Chamamos Gugu, que estava no nosso quarto, e fomos todos para o hospital. Eu não tinha expectativas maiores do que receber o meu filho. Como seria, eu já imaginava. Foquei a minha atenção no objetivo que me levou até lá e não dei atenção a “detalhes” como a frieza da equipe médica, ao medo do processo cirúrgico ou a uma possível sensação de frustração. Passei mal durante a cirurgia, muita falta de ar.
Logo ouvi os sons de Gustavo, que parecia gargarejar, sendo passado sobre mim. Era um menino! Eu sabia. Nasceu às 05:59 do dia 25 de setembro. Lindo, grande e forte. Cheio de cabelos e pelos, com 3,900kg e 55cm.
Algum tempo depois fui levada ao quarto e encontrei Mary, Gugu e Ulla. Mary chorava. Todos felizes e aliviados depois da nossa odisséia. Sim, é como me lembro daquelas duas noites e um dia de trabalho de parto. Momentos selvagens, de enfrentamento, de paciência. Foi uma luta para mim e para meu filho. Também foi o meu rito de passagem. O que me foi permitido nesta vida, sejam quais forem os motivos. Como escrevi no meu diário, foram os momentos mais difíceis e os mais doces e mágicos. Estão registrados em pinturas rupestres nas paredes da caverna da minha alma.
Hoje estava contando a uma grande amiga como foi o nascimento de Gustavo. Ela, surpresa com a espera de mais de trinta horas, mais precisamente, com a persistência de Mary, de Ulla e de Julia em me acompanharem por tanto tempo, expressou sem querer o sentimento que nos leva a fazer o que fazemos. Ela disse: “Vocês tem muito amor pelo que fazem”. É verdade, o cerne de quem decide estar presente neste momento selvagem que é o nascimento natural de uma criança e de sua mãe é o AMOR.
A minha gratidão e o meu amor (de parteira aprendiz) a Mary, Marilanda, Adriana Medeiros, Julia e Ulla. Gratidão a Gugu, que se envolveu nesta odisséia. Obrigada à vida, por ter me dado esta oportunidade de rever tantos aspectos do meu ser e da minha forma de viver. Descobri tesouros que não seriam encontrados de outra forma.

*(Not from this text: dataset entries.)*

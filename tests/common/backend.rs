//! In-process mock of the conversion backend.
//!
//! Serves the real HTTP surface the client consumes, with per-endpoint
//! failure toggles and call counters so tests can inject faults and assert
//! on traffic. Tokens are minted on login/refresh; the refresh credential
//! rides an HTTP-only cookie exactly like the production backend.

use axum::extract::{Multipart, Path, Query, State};
use axum::http::{header, HeaderMap, StatusCode};
use axum::response::{IntoResponse, Response};
use axum::routing::{get, post};
use axum::{Json, Router};
use serde_json::json;
use std::collections::{HashMap, HashSet};
use std::sync::atomic::{AtomicBool, AtomicU64, AtomicUsize, Ordering};
use std::sync::{Arc, Mutex};

pub const PASSWORD: &str = "secret";
const REFRESH_COOKIE: &str = "refresh_token=rt-1";

/// Convert form fields recorded for assertions.
#[derive(Debug, Clone, Default)]
pub struct ConvertRecord {
    pub session_id: String,
    pub output_format: String,
    pub groups: Vec<String>,
}

#[derive(Default)]
pub struct BackendState {
    token_counter: AtomicUsize,
    valid_tokens: Mutex<HashSet<String>>,
    refresh_cookie_issued: AtomicBool,
    sessions: Mutex<HashSet<String>>,

    pub login_calls: AtomicUsize,
    pub refresh_calls: AtomicUsize,
    pub logout_calls: AtomicUsize,
    pub clear_memory_calls: AtomicUsize,
    pub me_calls: AtomicUsize,
    pub scan_calls: AtomicUsize,
    pub convert_calls: AtomicUsize,
    pub list_calls: AtomicUsize,
    pub preview_calls: AtomicUsize,
    pub download_all_calls: AtomicUsize,
    pub download_modified_calls: AtomicUsize,
    pub cleanup_calls: AtomicUsize,

    pub fail_scan: AtomicBool,
    pub fail_convert: AtomicBool,
    pub fail_list: AtomicBool,
    pub fail_preview: AtomicBool,
    pub fail_cleanup: AtomicBool,
    pub fail_logout: AtomicBool,
    pub fail_clear_memory: AtomicBool,
    pub fail_refresh_server_error: AtomicBool,
    pub scan_delay_ms: AtomicU64,

    pub last_convert: Mutex<Option<ConvertRecord>>,
    pub last_preview_max_rows: AtomicU64,
}

impl BackendState {
    /// Expire every outstanding access token; the refresh credential stays
    /// valid, so the next refresh mints a working replacement.
    pub fn invalidate_tokens(&self) {
        self.valid_tokens.lock().unwrap().clear();
    }

    /// Revoke the refresh credential as well, so refresh returns 401.
    pub fn revoke_refresh_credential(&self) {
        self.refresh_cookie_issued.store(false, Ordering::SeqCst);
    }

    pub fn session_count(&self) -> usize {
        self.sessions.lock().unwrap().len()
    }

    fn mint_token(&self) -> String {
        let n = self.token_counter.fetch_add(1, Ordering::SeqCst);
        let token = format!("tok-{n}");
        self.valid_tokens.lock().unwrap().insert(token.clone());
        token
    }

    fn is_valid_bearer(&self, headers: &HeaderMap) -> bool {
        let Some(token) = bearer_token(headers) else {
            return false;
        };
        self.valid_tokens.lock().unwrap().contains(&token)
    }
}

type Shared = Arc<BackendState>;

/// Bind the mock backend on an ephemeral port and return its base URL.
pub async fn spawn_backend() -> (Shared, String) {
    let state: Shared = Arc::new(BackendState::default());
    let app = router(state.clone());

    let listener = tokio::net::TcpListener::bind("127.0.0.1:0")
        .await
        .expect("bind mock backend");
    let addr = listener.local_addr().expect("local addr");

    tokio::spawn(async move {
        axum::serve(listener, app).await.expect("serve mock backend");
    });

    (state, format!("http://{addr}"))
}

fn router(state: Shared) -> Router {
    Router::new()
        .route("/auth/login", post(login))
        .route("/auth/refresh", post(refresh))
        .route("/auth/me", get(me))
        .route("/auth/logout", post(logout))
        .route("/ai/clear-memory/:session_id", post(clear_memory))
        .route("/conversion/scan", post(scan))
        .route("/conversion/convert", post(convert))
        .route("/conversion/files/:session_id", get(list_files))
        .route("/conversion/preview/:session_id/:filename", get(preview))
        .route("/conversion/download/:session_id", get(download_all))
        .route(
            "/conversion/download-modified/:session_id",
            get(download_modified),
        )
        .route(
            "/conversion/download-file/:session_id/:filename",
            get(download_file),
        )
        .route(
            "/conversion/download-group/:session_id/:group",
            get(download_group),
        )
        .route("/conversion/cleanup/:session_id", post(cleanup))
        .with_state(state)
}

fn bearer_token(headers: &HeaderMap) -> Option<String> {
    headers
        .get(header::AUTHORIZATION)?
        .to_str()
        .ok()?
        .strip_prefix("Bearer ")
        .map(str::to_string)
}

fn detail(status: StatusCode, message: &str) -> Response {
    (status, Json(json!({ "detail": message }))).into_response()
}

fn unauthorized() -> Response {
    detail(StatusCode::UNAUTHORIZED, "Not authenticated")
}

fn user_body() -> serde_json::Value {
    json!({ "username": "tester", "role": "admin", "session_id": "chat-1" })
}

//-- Auth endpoints

async fn login(State(state): State<Shared>, Json(body): Json<serde_json::Value>) -> Response {
    state.login_calls.fetch_add(1, Ordering::SeqCst);

    if body["password"].as_str() != Some(PASSWORD) {
        return detail(StatusCode::UNAUTHORIZED, "Invalid credentials");
    }

    let token = state.mint_token();
    state.refresh_cookie_issued.store(true, Ordering::SeqCst);

    (
        [(
            header::SET_COOKIE,
            format!("{REFRESH_COOKIE}; HttpOnly; Path=/"),
        )],
        Json(json!({ "access_token": token, "user": user_body() })),
    )
        .into_response()
}

async fn refresh(State(state): State<Shared>, headers: HeaderMap) -> Response {
    state.refresh_calls.fetch_add(1, Ordering::SeqCst);

    if state.fail_refresh_server_error.load(Ordering::SeqCst) {
        return detail(StatusCode::INTERNAL_SERVER_ERROR, "refresh backend down");
    }

    let cookie_present = headers
        .get(header::COOKIE)
        .and_then(|v| v.to_str().ok())
        .is_some_and(|c| c.contains(REFRESH_COOKIE));

    if !cookie_present || !state.refresh_cookie_issued.load(Ordering::SeqCst) {
        return unauthorized();
    }

    let token = state.mint_token();
    Json(json!({ "access_token": token })).into_response()
}

async fn me(State(state): State<Shared>, headers: HeaderMap) -> Response {
    state.me_calls.fetch_add(1, Ordering::SeqCst);

    if !state.is_valid_bearer(&headers) {
        return unauthorized();
    }

    Json(user_body()).into_response()
}

async fn logout(State(state): State<Shared>, headers: HeaderMap) -> Response {
    state.logout_calls.fetch_add(1, Ordering::SeqCst);

    if state.fail_logout.load(Ordering::SeqCst) {
        return detail(StatusCode::INTERNAL_SERVER_ERROR, "logout backend down");
    }

    if !state.is_valid_bearer(&headers) {
        return unauthorized();
    }

    StatusCode::OK.into_response()
}

async fn clear_memory(
    State(state): State<Shared>,
    Path(_session_id): Path<String>,
    headers: HeaderMap,
) -> Response {
    state.clear_memory_calls.fetch_add(1, Ordering::SeqCst);

    if state.fail_clear_memory.load(Ordering::SeqCst) {
        return detail(StatusCode::INTERNAL_SERVER_ERROR, "memory backend down");
    }

    if !state.is_valid_bearer(&headers) {
        return unauthorized();
    }

    StatusCode::OK.into_response()
}

//-- Conversion endpoints

async fn scan(
    State(state): State<Shared>,
    headers: HeaderMap,
    mut multipart: Multipart,
) -> Response {
    state.scan_calls.fetch_add(1, Ordering::SeqCst);

    if !state.is_valid_bearer(&headers) {
        return unauthorized();
    }

    let delay = state.scan_delay_ms.load(Ordering::SeqCst);
    if delay > 0 {
        tokio::time::sleep(std::time::Duration::from_millis(delay)).await;
    }

    let mut got_file = false;
    while let Ok(Some(field)) = multipart.next_field().await {
        if field.name() == Some("file") {
            got_file = field.bytes().await.is_ok();
        }
    }
    if !got_file {
        return detail(StatusCode::BAD_REQUEST, "missing file field");
    }

    if state.fail_scan.load(Ordering::SeqCst) {
        return detail(StatusCode::BAD_REQUEST, "Archive is empty");
    }

    let session_id = format!("sess-{}", uuid::Uuid::new_v4());
    state.sessions.lock().unwrap().insert(session_id.clone());

    Json(json!({
        "session_id": session_id,
        "groups": [
            { "name": "orders", "file_count": 2, "size": 1200 },
            { "name": "customers", "file_count": 1, "size": 300 },
        ],
        "xml_count": 3,
    }))
    .into_response()
}

async fn convert(
    State(state): State<Shared>,
    headers: HeaderMap,
    mut multipart: Multipart,
) -> Response {
    state.convert_calls.fetch_add(1, Ordering::SeqCst);

    if !state.is_valid_bearer(&headers) {
        return unauthorized();
    }

    let mut record = ConvertRecord::default();
    while let Ok(Some(field)) = multipart.next_field().await {
        let name = field.name().unwrap_or_default().to_string();
        let value = field.text().await.unwrap_or_default();
        match name.as_str() {
            "session_id" => record.session_id = value,
            "output_format" => record.output_format = value,
            "groups" => record.groups.push(value),
            _ => {}
        }
    }
    *state.last_convert.lock().unwrap() = Some(record);

    if state.fail_convert.load(Ordering::SeqCst) {
        return Json(json!({ "success": false })).into_response();
    }

    Json(json!({ "success": true, "stats": { "converted": 3 } })).into_response()
}

async fn list_files(
    State(state): State<Shared>,
    Path(session_id): Path<String>,
    headers: HeaderMap,
) -> Response {
    state.list_calls.fetch_add(1, Ordering::SeqCst);

    if !state.is_valid_bearer(&headers) {
        return unauthorized();
    }

    if state.fail_list.load(Ordering::SeqCst) {
        return detail(StatusCode::INTERNAL_SERVER_ERROR, "listing unavailable");
    }

    if !state.sessions.lock().unwrap().contains(&session_id) {
        return detail(StatusCode::NOT_FOUND, "unknown session");
    }

    Json(json!({
        "groups": [
            { "name": "orders", "file_count": 2, "size": 1200 },
            { "name": "customers", "file_count": 1, "size": 300 },
        ],
        "files": [
            { "filename": "orders_1.csv", "group": "orders" },
            { "filename": "orders_2.csv", "group": "orders" },
            { "filename": "customers_1.csv", "group": "customers" },
        ],
        "total_files": 3,
    }))
    .into_response()
}

async fn preview(
    State(state): State<Shared>,
    Path((_session_id, filename)): Path<(String, String)>,
    Query(params): Query<HashMap<String, String>>,
    headers: HeaderMap,
) -> Response {
    state.preview_calls.fetch_add(1, Ordering::SeqCst);

    if !state.is_valid_bearer(&headers) {
        return unauthorized();
    }

    if let Some(max_rows) = params.get("max_rows").and_then(|v| v.parse().ok()) {
        state.last_preview_max_rows.store(max_rows, Ordering::SeqCst);
    }

    if state.fail_preview.load(Ordering::SeqCst) {
        return detail(StatusCode::INTERNAL_SERVER_ERROR, "preview unavailable");
    }

    Json(json!({
        "columns": ["id", "amount"],
        "rows": [[1, 10], [2, 20]],
        "total_rows": 2,
        "filename": filename,
    }))
    .into_response()
}

async fn download_all(
    State(state): State<Shared>,
    Path(_session_id): Path<String>,
    headers: HeaderMap,
) -> Response {
    state.download_all_calls.fetch_add(1, Ordering::SeqCst);
    binary_response(&state, &headers, b"all-archive".to_vec())
}

async fn download_modified(
    State(state): State<Shared>,
    Path(_session_id): Path<String>,
    headers: HeaderMap,
) -> Response {
    state.download_modified_calls.fetch_add(1, Ordering::SeqCst);
    binary_response(&state, &headers, b"modified-archive".to_vec())
}

async fn download_file(
    State(state): State<Shared>,
    Path((_session_id, filename)): Path<(String, String)>,
    headers: HeaderMap,
) -> Response {
    binary_response(&state, &headers, format!("file:{filename}").into_bytes())
}

async fn download_group(
    State(state): State<Shared>,
    Path((_session_id, group)): Path<(String, String)>,
    headers: HeaderMap,
) -> Response {
    binary_response(&state, &headers, format!("group:{group}").into_bytes())
}

fn binary_response(state: &BackendState, headers: &HeaderMap, body: Vec<u8>) -> Response {
    if !state.is_valid_bearer(headers) {
        return unauthorized();
    }
    (
        [(header::CONTENT_TYPE, "application/octet-stream")],
        body,
    )
        .into_response()
}

async fn cleanup(
    State(state): State<Shared>,
    Path(session_id): Path<String>,
    headers: HeaderMap,
) -> Response {
    state.cleanup_calls.fetch_add(1, Ordering::SeqCst);

    if !state.is_valid_bearer(&headers) {
        return unauthorized();
    }

    if state.fail_cleanup.load(Ordering::SeqCst) {
        return detail(StatusCode::INTERNAL_SERVER_ERROR, "cleanup failed");
    }

    state.sessions.lock().unwrap().remove(&session_id);
    StatusCode::OK.into_response()
}
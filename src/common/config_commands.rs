//! CLI handlers for config subcommands.

use anyhow::{bail, Context, Result};
use std::fs;
use std::io::{BufRead, IsTerminal, Write};
use std::path::{Path, PathBuf};

use crate::common::config::{config_path, AppConfig};

fn defaults_toml() -> Result<String> {
    toml::to_string_pretty(&AppConfig::default()).context("Failed to serialize default config")
}

/// Print resolved config file path.
pub fn run_config_path() -> Result<()> {
    let stdout = std::io::stdout();
    let mut output = stdout.lock();
    writeln!(output, "{}", config_path().display())?;
    Ok(())
}

/// Print config file contents or default-config guidance when missing.
pub fn run_config_show() -> Result<()> {
    let stdout = std::io::stdout();
    let mut output = stdout.lock();
    let stderr = std::io::stderr();
    let mut err_output = stderr.lock();
    show_config_with_io(&config_path(), &mut output, &mut err_output)
}

/// Reset config to defaults (with confirmation).
pub fn run_config_reset(yes: bool) -> Result<bool> {
    let stdin = std::io::stdin();
    let mut input = stdin.lock();
    let stdout = std::io::stdout();
    let mut output = stdout.lock();
    let interactive = std::io::stdin().is_terminal();

    reset_config_with_io(&config_path(), yes, interactive, &mut input, &mut output)
}

/// Stream config file contents (fallback guidance when missing).
fn show_config_with_io(
    path: &Path,
    stdout: &mut dyn Write,
    stderr: &mut dyn Write,
) -> Result<()> {
    if path.exists() {
        let mut file = fs::File::open(path)
            .with_context(|| format!("Failed to open config file {}", path.display()))?;
        std::io::copy(&mut file, stdout)?;
    } else {
        writeln!(stderr, "No config file found at {}", path.display())?;
        writeln!(
            stderr,
            "Using default settings. Create {} to override defaults.",
            path.display()
        )?;
    }

    Ok(())
}

/// Reset config to defaults, enforcing confirmation in interactive mode.
fn reset_config_with_io(
    path: &Path,
    yes: bool,
    interactive: bool,
    input: &mut dyn BufRead,
    output: &mut dyn Write,
) -> Result<bool> {
    if !yes {
        if !interactive {
            bail!("Refusing to reset config in non-interactive mode. Use --yes");
        }

        write!(
            output,
            "Reset config to application defaults at {}? [y/N]: ",
            path.display()
        )?;
        output.flush()?;

        let mut response = String::new();
        input.read_line(&mut response)?;
        let confirmed = matches!(response.trim().to_ascii_lowercase().as_str(), "y" | "yes");
        if !confirmed {
            writeln!(output, "Reset cancelled. Existing config unchanged.")?;
            return Ok(false);
        }
    }

    let text = defaults_toml()?;
    atomic_write(path, &text)?;
    writeln!(output, "Config reset to defaults: {}", path.display())?;
    Ok(true)
}

/// Atomically replace a config file with new contents.
fn atomic_write(path: &Path, contents: &str) -> Result<()> {
    if let Some(parent) = path.parent() {
        fs::create_dir_all(parent)
            .with_context(|| format!("Failed to create config directory {}", parent.display()))?;
    }

    let tmp_path = temp_path_for(path);
    fs::write(&tmp_path, contents)
        .with_context(|| format!("Failed to write temporary file {}", tmp_path.display()))?;

    let file = fs::OpenOptions::new()
        .write(true)
        .open(&tmp_path)
        .with_context(|| format!("Failed to reopen temporary file {}", tmp_path.display()))?;
    file.sync_all()
        .with_context(|| format!("Failed to sync temporary file {}", tmp_path.display()))?;

    fs::rename(&tmp_path, path).with_context(|| {
        format!(
            "Failed to replace config file {} from {}",
            path.display(),
            tmp_path.display()
        )
    })?;

    Ok(())
}

/// Build a unique temp path next to the target config file.
fn temp_path_for(path: &Path) -> PathBuf {
    let base_name = path
        .file_name()
        .and_then(|x| x.to_str())
        .unwrap_or("config.toml");
    let tmp_name = format!(".{base_name}.{}.tmp", std::process::id());
    path.with_file_name(tmp_name)
}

Quanto a mim, dez dias após o nascimento de Gustavo, percebo umas sombras da antiga frustração me rondando. Mas, naqueles dias em que estive acompanhada por Mary, Marilanda e Adriana, resolvi optar pela LEVEZA e pela ALEGRIA. Fiz o que esteve ao meu alcance, enfrentei a dor e o medo, para dar à luz o meu bebê. Decidi conscientemente pela cesariana. Este foi mais um medo enfrentado. Foi mesmo uma odisséia, para ter o meu filho nos braços. Estou feliz, apaixonada pelo meu filho e pela vida, mais forte do que antes. Tudo valeu à pena.